== Work item ==
Filter these entries so that only lines with the word "range" remain.

Collected data
>>>>

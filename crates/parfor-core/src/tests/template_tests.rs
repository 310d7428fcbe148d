//! Tests for the template registry and emitter.

use rstest::{fixture, rstest};

use crate::{
    AcceptanceLevel, Diagnostic, DiagnosticCode, DiagnosticNote, Emitter, LineCol, Severity,
    SourceLocation, Span, TemplateRegistry,
};

#[fixture]
fn registry() -> TemplateRegistry {
    TemplateRegistry::default()
}

fn location() -> SourceLocation {
    SourceLocation::new(
        "main.cpp",
        Span::new(5, 10, LineCol::new(1, 2), LineCol::new(1, 7)),
    )
}

#[rstest]
fn every_code_has_a_template(registry: TemplateRegistry) {
    for code in DiagnosticCode::ALL {
        assert_eq!(registry.get(code).code(), code);
    }
    assert_eq!(registry.templates().len(), DiagnosticCode::ALL.len());
}

#[rstest]
#[case::note(AcceptanceLevel::Note, Severity::Note)]
#[case::warning(AcceptanceLevel::Warning, Severity::Warning)]
fn acceptance_severity_is_configurable(
    #[case] level: AcceptanceLevel,
    #[case] expected: Severity,
) {
    let registry = TemplateRegistry::new(level);
    assert_eq!(registry.get(DiagnosticCode::LoopAccepted).severity(), expected);
}

#[rstest]
#[case::misplaced(DiagnosticCode::MisplacedAnnotation)]
#[case::brk(DiagnosticCode::UnexpectedBreak)]
#[case::cont(DiagnosticCode::UnexpectedContinue)]
#[case::ret(DiagnosticCode::UnexpectedReturn)]
#[case::goto(DiagnosticCode::UnexpectedGoto)]
fn violations_are_errors(registry: TemplateRegistry, #[case] code: DiagnosticCode) {
    assert_eq!(registry.get(code).severity(), Severity::Error);
}

#[rstest]
fn distinct_messages_get_distinct_ids(registry: TemplateRegistry) {
    let brk = registry.get(DiagnosticCode::UnexpectedBreak).id();
    let cont = registry.get(DiagnosticCode::UnexpectedContinue).id();
    assert_ne!(brk, cont);
}

#[rstest]
fn emitter_renders_arguments_and_counts_errors(registry: TemplateRegistry) {
    let mut sink: Vec<Diagnostic> = Vec::new();
    let mut emitter = Emitter::new(&registry, &mut sink);

    emitter.emit(DiagnosticCode::LoopAccepted, Some(location()), &[]);
    assert!(!emitter.has_errors());

    emitter.emit_with_notes(
        DiagnosticCode::MisplacedAnnotation,
        Some(location()),
        &["for statement"],
        vec![DiagnosticNote::new("annotated statement is here", None)],
    );
    assert_eq!(emitter.error_count(), 1);

    let messages: Vec<&str> = sink.iter().map(Diagnostic::message).collect();
    insta::assert_debug_snapshot!(messages, @r#"
    [
        "this for-range will be converted to parallel version",
        "'parallel' attribute only applies to for-range loop statements, not for statement",
    ]
    "#);
    assert_eq!(sink.get(1).map(|d| d.notes().len()), Some(1));
}

#[rstest]
fn unsupported_loop_message_names_reason(registry: TemplateRegistry) {
    let rendered = registry
        .get(DiagnosticCode::UnsupportedLoop)
        .render(&["loop body is not a compound statement"]);
    assert_eq!(
        rendered,
        "parallel for-range left unchanged: loop body is not a compound statement"
    );
}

<<<<

== Task response ==
        "this for-range will be converted to parallel version",
        "'parallel' attribute only applies to for-range loop statements, not for statement",
        "parallel for-range left unchanged: loop body is not a compound statement"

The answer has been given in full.